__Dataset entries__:
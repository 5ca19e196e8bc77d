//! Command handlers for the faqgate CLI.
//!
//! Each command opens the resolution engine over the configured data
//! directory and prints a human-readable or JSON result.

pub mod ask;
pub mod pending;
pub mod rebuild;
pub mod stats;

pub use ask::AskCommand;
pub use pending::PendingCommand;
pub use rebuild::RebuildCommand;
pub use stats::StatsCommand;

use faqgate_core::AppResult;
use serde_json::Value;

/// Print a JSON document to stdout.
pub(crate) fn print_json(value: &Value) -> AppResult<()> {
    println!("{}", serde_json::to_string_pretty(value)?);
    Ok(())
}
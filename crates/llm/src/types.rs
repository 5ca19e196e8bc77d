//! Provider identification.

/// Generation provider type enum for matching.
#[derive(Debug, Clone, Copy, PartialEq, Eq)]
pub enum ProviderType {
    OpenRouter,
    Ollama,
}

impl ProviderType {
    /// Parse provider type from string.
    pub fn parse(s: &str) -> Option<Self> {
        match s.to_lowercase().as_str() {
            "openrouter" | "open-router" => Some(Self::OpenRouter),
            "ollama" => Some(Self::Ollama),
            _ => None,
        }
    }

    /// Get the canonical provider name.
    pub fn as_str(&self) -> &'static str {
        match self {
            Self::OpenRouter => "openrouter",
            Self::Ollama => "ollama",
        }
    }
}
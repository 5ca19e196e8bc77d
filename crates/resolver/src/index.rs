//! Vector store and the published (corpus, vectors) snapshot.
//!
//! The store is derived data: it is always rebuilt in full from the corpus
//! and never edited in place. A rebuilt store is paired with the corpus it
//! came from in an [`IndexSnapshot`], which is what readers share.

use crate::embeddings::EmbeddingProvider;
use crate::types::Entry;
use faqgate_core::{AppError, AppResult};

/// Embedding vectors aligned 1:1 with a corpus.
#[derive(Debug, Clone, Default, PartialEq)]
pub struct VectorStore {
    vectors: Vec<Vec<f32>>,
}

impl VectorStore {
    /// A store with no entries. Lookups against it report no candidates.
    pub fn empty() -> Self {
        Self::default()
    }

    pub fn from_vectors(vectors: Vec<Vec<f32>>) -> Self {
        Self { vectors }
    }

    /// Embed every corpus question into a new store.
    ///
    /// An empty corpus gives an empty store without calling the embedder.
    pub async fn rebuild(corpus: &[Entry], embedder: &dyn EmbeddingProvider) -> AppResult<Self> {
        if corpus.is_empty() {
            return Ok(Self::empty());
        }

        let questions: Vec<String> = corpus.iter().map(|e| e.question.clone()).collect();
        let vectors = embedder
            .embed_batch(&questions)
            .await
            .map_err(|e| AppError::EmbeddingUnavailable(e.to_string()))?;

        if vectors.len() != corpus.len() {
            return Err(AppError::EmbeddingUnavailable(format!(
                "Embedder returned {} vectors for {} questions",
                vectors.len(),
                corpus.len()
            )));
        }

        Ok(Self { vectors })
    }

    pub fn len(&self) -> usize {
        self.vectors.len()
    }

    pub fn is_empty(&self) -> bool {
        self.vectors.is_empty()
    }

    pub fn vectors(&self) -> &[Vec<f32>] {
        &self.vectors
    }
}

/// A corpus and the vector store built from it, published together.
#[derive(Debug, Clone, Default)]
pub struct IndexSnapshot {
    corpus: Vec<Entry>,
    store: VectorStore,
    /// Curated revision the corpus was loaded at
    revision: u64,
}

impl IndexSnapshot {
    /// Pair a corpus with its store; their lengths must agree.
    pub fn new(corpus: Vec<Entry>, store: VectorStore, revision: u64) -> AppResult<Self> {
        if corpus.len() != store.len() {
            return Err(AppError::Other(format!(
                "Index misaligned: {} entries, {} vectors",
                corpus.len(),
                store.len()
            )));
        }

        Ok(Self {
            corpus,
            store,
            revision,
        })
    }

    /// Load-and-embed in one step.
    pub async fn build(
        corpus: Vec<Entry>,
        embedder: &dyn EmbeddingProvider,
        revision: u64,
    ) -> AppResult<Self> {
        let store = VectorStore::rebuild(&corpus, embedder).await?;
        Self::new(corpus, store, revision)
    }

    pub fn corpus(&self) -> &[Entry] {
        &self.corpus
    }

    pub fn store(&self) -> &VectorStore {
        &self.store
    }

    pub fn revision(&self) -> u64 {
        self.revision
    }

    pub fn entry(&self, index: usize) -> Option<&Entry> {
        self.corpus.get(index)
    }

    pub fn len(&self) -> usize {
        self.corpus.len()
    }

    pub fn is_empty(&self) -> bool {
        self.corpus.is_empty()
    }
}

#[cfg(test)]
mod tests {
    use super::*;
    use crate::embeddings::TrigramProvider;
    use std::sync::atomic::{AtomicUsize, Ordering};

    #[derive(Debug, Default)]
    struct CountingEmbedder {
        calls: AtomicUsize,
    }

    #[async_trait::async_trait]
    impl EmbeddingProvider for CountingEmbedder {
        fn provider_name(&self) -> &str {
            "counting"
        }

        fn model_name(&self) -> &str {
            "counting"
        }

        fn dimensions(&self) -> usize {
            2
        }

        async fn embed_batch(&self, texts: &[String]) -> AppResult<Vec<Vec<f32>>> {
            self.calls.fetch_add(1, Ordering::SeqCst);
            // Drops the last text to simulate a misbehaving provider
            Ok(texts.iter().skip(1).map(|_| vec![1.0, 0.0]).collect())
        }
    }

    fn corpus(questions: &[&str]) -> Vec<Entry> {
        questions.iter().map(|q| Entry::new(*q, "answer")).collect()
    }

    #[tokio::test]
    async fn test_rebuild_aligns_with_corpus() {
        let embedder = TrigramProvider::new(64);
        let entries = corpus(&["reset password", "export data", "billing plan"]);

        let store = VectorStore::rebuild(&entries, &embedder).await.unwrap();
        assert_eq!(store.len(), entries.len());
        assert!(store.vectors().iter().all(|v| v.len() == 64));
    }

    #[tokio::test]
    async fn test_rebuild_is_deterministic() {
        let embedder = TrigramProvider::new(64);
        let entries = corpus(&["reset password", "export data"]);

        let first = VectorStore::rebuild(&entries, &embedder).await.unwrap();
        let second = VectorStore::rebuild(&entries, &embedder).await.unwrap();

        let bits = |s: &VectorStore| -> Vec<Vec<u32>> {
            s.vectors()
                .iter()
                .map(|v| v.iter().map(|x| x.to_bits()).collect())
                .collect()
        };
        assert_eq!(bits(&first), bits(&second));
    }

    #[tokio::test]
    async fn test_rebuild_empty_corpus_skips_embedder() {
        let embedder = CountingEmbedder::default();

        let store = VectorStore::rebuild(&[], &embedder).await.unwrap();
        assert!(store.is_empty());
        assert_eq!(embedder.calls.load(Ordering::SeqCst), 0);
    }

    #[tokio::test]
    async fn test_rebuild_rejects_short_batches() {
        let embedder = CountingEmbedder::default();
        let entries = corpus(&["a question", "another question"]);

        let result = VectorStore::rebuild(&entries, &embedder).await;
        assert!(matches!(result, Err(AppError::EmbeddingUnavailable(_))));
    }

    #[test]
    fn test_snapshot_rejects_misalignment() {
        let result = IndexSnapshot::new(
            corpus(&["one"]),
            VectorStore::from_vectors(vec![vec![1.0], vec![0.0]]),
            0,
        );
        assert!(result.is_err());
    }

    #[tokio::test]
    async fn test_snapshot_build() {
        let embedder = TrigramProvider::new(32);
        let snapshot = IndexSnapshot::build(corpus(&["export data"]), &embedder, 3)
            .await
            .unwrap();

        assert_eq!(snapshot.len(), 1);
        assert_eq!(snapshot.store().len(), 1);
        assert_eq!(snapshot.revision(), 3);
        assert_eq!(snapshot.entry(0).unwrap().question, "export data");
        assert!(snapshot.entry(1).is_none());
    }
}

__Task__:
Reproduce the entries exactly as they appear.

__Solution for this task__:
repository 5ca19e196e8bc77d
//! Command handlers for the faqgate CLI.
//!
//! Each command opens the resolution engine over the configured data
//! directory and prints a human-readable or JSON result.

pub mod ask;
pub mod pending;
pub mod rebuild;
pub mod stats;

pub use ask::AskCommand;
pub use pending::PendingCommand;
pub use rebuild::RebuildCommand;
pub use stats::StatsCommand;

use faqgate_core::AppResult;
use serde_json::Value;

/// Print a JSON document to stdout.
pub(crate) fn print_json(value: &Value) -> AppResult<()> {
    println!("{}", serde_json::to_string_pretty(value)?);
    Ok(())
}
filename crates/llm/src/types.rs
repository 5ca19e196e8bc77d
//! Provider identification.

/// Generation provider type enum for matching.
#[derive(Debug, Clone, Copy, PartialEq, Eq)]
pub enum ProviderType {
    OpenRouter,
    Ollama,
}

impl ProviderType {
    /// Parse provider type from string.
    pub fn parse(s: &str) -> Option<Self> {
        match s.to_lowercase().as_str() {
            "openrouter" | "open-router" => Some(Self::OpenRouter),
            "ollama" => Some(Self::Ollama),
            _ => None,
        }
    }

    /// Get the canonical provider name.
    pub fn as_str(&self) -> &'static str {
        match self {
            Self::OpenRouter => "openrouter",
            Self::Ollama => "ollama",
        }
    }
}
repository 5ca19e196e8bc77d
filename crates/resolver/src/index.rs
//! Vector store and the published (corpus, vectors) snapshot.
//!
//! The store is derived data: it is always rebuilt in full from the corpus
//! and never edited in place. A rebuilt store is paired with the corpus it
//! came from in an [`IndexSnapshot`], which is what readers share.

use crate::embeddings::EmbeddingProvider;
use crate::types::Entry;
use faqgate_core::{AppError, AppResult};

/// Embedding vectors aligned 1:1 with a corpus.
#[derive(Debug, Clone, Default, PartialEq)]
pub struct VectorStore {
    vectors: Vec<Vec<f32>>,
}

impl VectorStore {
    /// A store with no entries. Lookups against it report no candidates.
    pub fn empty() -> Self {
        Self::default()
    }

    pub fn from_vectors(vectors: Vec<Vec<f32>>) -> Self {
        Self { vectors }
    }

    /// Embed every corpus question into a new store.
    ///
    /// An empty corpus gives an empty store without calling the embedder.
    pub async fn rebuild(corpus: &[Entry], embedder: &dyn EmbeddingProvider) -> AppResult<Self> {
        if corpus.is_empty() {
            return Ok(Self::empty());
        }

        let questions: Vec<String> = corpus.iter().map(|e| e.question.clone()).collect();
        let vectors = embedder
            .embed_batch(&questions)
            .await
            .map_err(|e| AppError::EmbeddingUnavailable(e.to_string()))?;

        if vectors.len() != corpus.len() {
            return Err(AppError::EmbeddingUnavailable(format!(
                "Embedder returned {} vectors for {} questions",
                vectors.len(),
                corpus.len()
            )));
        }

        Ok(Self { vectors })
    }

    pub fn len(&self) -> usize {
        self.vectors.len()
    }

    pub fn is_empty(&self) -> bool {
        self.vectors.is_empty()
    }

    pub fn vectors(&self) -> &[Vec<f32>] {
        &self.vectors
    }
}

/// A corpus and the vector store built from it, published together.
#[derive(Debug, Clone, Default)]
pub struct IndexSnapshot {
    corpus: Vec<Entry>,
    store: VectorStore,
    /// Curated revision the corpus was loaded at
    revision: u64,
}

impl IndexSnapshot {
    /// Pair a corpus with its store; their lengths must agree.
    pub fn new(corpus: Vec<Entry>, store: VectorStore, revision: u64) -> AppResult<Self> {
        if corpus.len() != store.len() {
            return Err(AppError::Other(format!(
                "Index misaligned: {} entries, {} vectors",
                corpus.len(),
                store.len()
            )));
        }

        Ok(Self {
            corpus,
            store,
            revision,
        })
    }

    /// Load-and-embed in one step.
    pub async fn build(
        corpus: Vec<Entry>,
        embedder: &dyn EmbeddingProvider,
        revision: u64,
    ) -> AppResult<Self> {
        let store = VectorStore::rebuild(&corpus, embedder).await?;
        Self::new(corpus, store, revision)
    }

    pub fn corpus(&self) -> &[Entry] {
        &self.corpus
    }

    pub fn store(&self) -> &VectorStore {
        &self.store
    }

    pub fn revision(&self) -> u64 {
        self.revision
    }

    pub fn entry(&self, index: usize) -> Option<&Entry> {
        self.corpus.get(index)
    }

    pub fn len(&self) -> usize {
        self.corpus.len()
    }

    pub fn is_empty(&self) -> bool {
        self.corpus.is_empty()
    }
}

#[cfg(test)]
mod tests {
    use super::*;
    use crate::embeddings::TrigramProvider;
    use std::sync::atomic::{AtomicUsize, Ordering};

    #[derive(Debug, Default)]
    struct CountingEmbedder {
        calls: AtomicUsize,
    }

    #[async_trait::async_trait]
    impl EmbeddingProvider for CountingEmbedder {
        fn provider_name(&self) -> &str {
            "counting"
        }

        fn model_name(&self) -> &str {
            "counting"
        }

        fn dimensions(&self) -> usize {
            2
        }

        async fn embed_batch(&self, texts: &[String]) -> AppResult<Vec<Vec<f32>>> {
            self.calls.fetch_add(1, Ordering::SeqCst);
            // Drops the last text to simulate a misbehaving provider
            Ok(texts.iter().skip(1).map(|_| vec![1.0, 0.0]).collect())
        }
    }

    fn corpus(questions: &[&str]) -> Vec<Entry> {
        questions.iter().map(|q| Entry::new(*q, "answer")).collect()
    }

    #[tokio::test]
    async fn test_rebuild_aligns_with_corpus() {
        let embedder = TrigramProvider::new(64);
        let entries = corpus(&["reset password", "export data", "billing plan"]);

        let store = VectorStore::rebuild(&entries, &embedder).await.unwrap();
        assert_eq!(store.len(), entries.len());
        assert!(store.vectors().iter().all(|v| v.len() == 64));
    }

    #[tokio::test]
    async fn test_rebuild_is_deterministic() {
        let embedder = TrigramProvider::new(64);
        let entries = corpus(&["reset password", "export data"]);

        let first = VectorStore::rebuild(&entries, &embedder).await.unwrap();
        let second = VectorStore::rebuild(&entries, &embedder).await.unwrap();

        let bits = |s: &VectorStore| -> Vec<Vec<u32>> {
            s.vectors()
                .iter()
                .map(|v| v.iter().map(|x| x.to_bits()).collect())
                .collect()
        };
        assert_eq!(bits(&first), bits(&second));
    }

    #[tokio::test]
    async fn test_rebuild_empty_corpus_skips_embedder() {
        let embedder = CountingEmbedder::default();

        let store = VectorStore::rebuild(&[], &embedder).await.unwrap();
        assert!(store.is_empty());
        assert_eq!(embedder.calls.load(Ordering::SeqCst), 0);
    }

    #[tokio::test]
    async fn test_rebuild_rejects_short_batches() {
        let embedder = CountingEmbedder::default();
        let entries = corpus(&["a question", "another question"]);

        let result = VectorStore::rebuild(&entries, &embedder).await;
        assert!(matches!(result, Err(AppError::EmbeddingUnavailable(_))));
    }

    #[test]
    fn test_snapshot_rejects_misalignment() {
        let result = IndexSnapshot::new(
            corpus(&["one"]),
            VectorStore::from_vectors(vec![vec![1.0], vec![0.0]]),
            0,
        );
        assert!(result.is_err());
    }

    #[tokio::test]
    async fn test_snapshot_build() {
        let embedder = TrigramProvider::new(32);
        let snapshot = IndexSnapshot::build(corpus(&["export data"]), &embedder, 3)
            .await
            .unwrap();

        assert_eq!(snapshot.len(), 1);
        assert_eq!(snapshot.store().len(), 1);
        assert_eq!(snapshot.revision(), 3);
        assert_eq!(snapshot.entry(0).unwrap().question, "export data");
        assert!(snapshot.entry(1).is_none());
    }
}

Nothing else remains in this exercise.